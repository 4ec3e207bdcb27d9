//! Immutable, reusable finders produced by the builders.

use std::{collections::BTreeMap, sync::Arc};

use tracing::debug;
use wayfarer_core::{GridPosition, WorldQuery};

use crate::{
    builder::{AvoidanceBuilder, SeekBuilder},
    engine::{self, Bounds, Searched},
    GoalRegistry, MovementCostProfile, SearchOutcome,
};

/// Configuration snapshot owned by a finder.
#[derive(Clone, Debug)]
pub struct FinderConfig {
    profile: Arc<MovementCostProfile>,
    goals: GoalRegistry,
    radius: f32,
    expansion_limit: Option<usize>,
}

impl FinderConfig {
    pub(crate) fn new(
        profile: Arc<MovementCostProfile>,
        goals: GoalRegistry,
        radius: f32,
        expansion_limit: Option<usize>,
    ) -> Self {
        Self {
            profile,
            goals,
            radius,
            expansion_limit,
        }
    }

    /// Movement cost profile used as edge weights.
    #[must_use]
    pub fn profile(&self) -> &MovementCostProfile {
        &self.profile
    }

    /// Goal classifications in priority order.
    #[must_use]
    pub fn goals(&self) -> &GoalRegistry {
        &self.goals
    }

    /// Largest accumulated cost a search explores.
    #[must_use]
    pub const fn radius(&self) -> f32 {
        self.radius
    }

    /// Largest number of nodes a single expansion settles, if bounded.
    #[must_use]
    pub const fn expansion_limit(&self) -> Option<usize> {
        self.expansion_limit
    }

    fn bounds(&self) -> Bounds {
        Bounds {
            radius: self.radius,
            expansion_limit: self.expansion_limit,
        }
    }

    fn run<W, S>(
        &self,
        kind: &'static str,
        world: &W,
        start: GridPosition,
        search: S,
    ) -> SearchOutcome
    where
        W: WorldQuery + ?Sized,
        S: FnOnce(
            &W,
            &MovementCostProfile,
            &BTreeMap<GridPosition, usize>,
            GridPosition,
            Bounds,
        ) -> Searched,
    {
        let goals = self.goals.resolve(world, start);
        let Searched {
            outcome,
            expanded,
            truncated,
        } = search(world, self.profile(), &goals, start, self.bounds());

        debug!(
            kind,
            ?start,
            radius = self.radius,
            goal_cells = goals.len(),
            expanded,
            truncated,
            found = outcome.is_found(),
            cost = outcome.path().map(|path| path.cost()),
            "search finished"
        );

        outcome
    }
}

/// Finder that moves towards the cheapest reachable goal.
#[derive(Clone, Debug)]
pub struct SeekFinder {
    config: FinderConfig,
}

impl SeekFinder {
    pub(crate) fn new(config: FinderConfig) -> Self {
        Self { config }
    }

    /// Starts configuring a seek finder.
    #[must_use]
    pub fn builder() -> SeekBuilder {
        SeekBuilder::new()
    }

    /// Configuration the finder was built with.
    #[must_use]
    pub fn config(&self) -> &FinderConfig {
        &self.config
    }

    /// Plans the cheapest path from `start` to any goal within the radius.
    ///
    /// Goals are resolved against `world` on every call, so moving goals are
    /// followed without rebuilding the finder.
    pub fn search<W>(&self, world: &W, start: GridPosition) -> SearchOutcome
    where
        W: WorldQuery + ?Sized,
    {
        self.config.run("seek", world, start, engine::seek)
    }
}

/// Finder that flees to the reachable cell farthest from every goal.
#[derive(Clone, Debug)]
pub struct AvoidanceFinder {
    config: FinderConfig,
}

impl AvoidanceFinder {
    pub(crate) fn new(config: FinderConfig) -> Self {
        Self { config }
    }

    /// Starts configuring an avoidance finder.
    #[must_use]
    pub fn builder() -> AvoidanceBuilder {
        AvoidanceBuilder::new()
    }

    /// Configuration the finder was built with.
    #[must_use]
    pub fn config(&self) -> &FinderConfig {
        &self.config
    }

    /// Picks the safest cell reachable from `start` within the radius.
    ///
    /// Safety is the cost-distance to the nearest goal; the start itself is
    /// always a candidate, so the outcome is only
    /// [`SearchOutcome::NoSafeCellFound`] when `start` lies outside the world.
    pub fn search<W>(&self, world: &W, start: GridPosition) -> SearchOutcome
    where
        W: WorldQuery + ?Sized,
    {
        self.config.run("avoidance", world, start, engine::avoid)
    }
}

/// Any configured finder.
#[derive(Clone, Debug)]
pub enum Finder {
    /// Goal-seeking finder.
    Seek(SeekFinder),
    /// Goal-avoiding finder.
    Avoidance(AvoidanceFinder),
}

impl Finder {
    /// Runs the wrapped finder.
    pub fn search<W>(&self, world: &W, start: GridPosition) -> SearchOutcome
    where
        W: WorldQuery + ?Sized,
    {
        match self {
            Self::Seek(finder) => finder.search(world, start),
            Self::Avoidance(finder) => finder.search(world, start),
        }
    }

    /// Configuration of the wrapped finder.
    #[must_use]
    pub fn config(&self) -> &FinderConfig {
        match self {
            Self::Seek(finder) => finder.config(),
            Self::Avoidance(finder) => finder.config(),
        }
    }
}

impl From<SeekFinder> for Finder {
    fn from(finder: SeekFinder) -> Self {
        Self::Seek(finder)
    }
}

impl From<AvoidanceFinder> for Finder {
    fn from(finder: AvoidanceFinder) -> Self {
        Self::Avoidance(finder)
    }
}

★ ★ ★ ★ ★

**DIRECTIONS FOR THIS TASK:** Find the string "cheapest" in the entries above and return each line that holds it.

**TASK OUTPUT:**
/// Finder that moves towards the cheapest reachable goal.
    /// Plans the cheapest path from `start` to any goal within the radius.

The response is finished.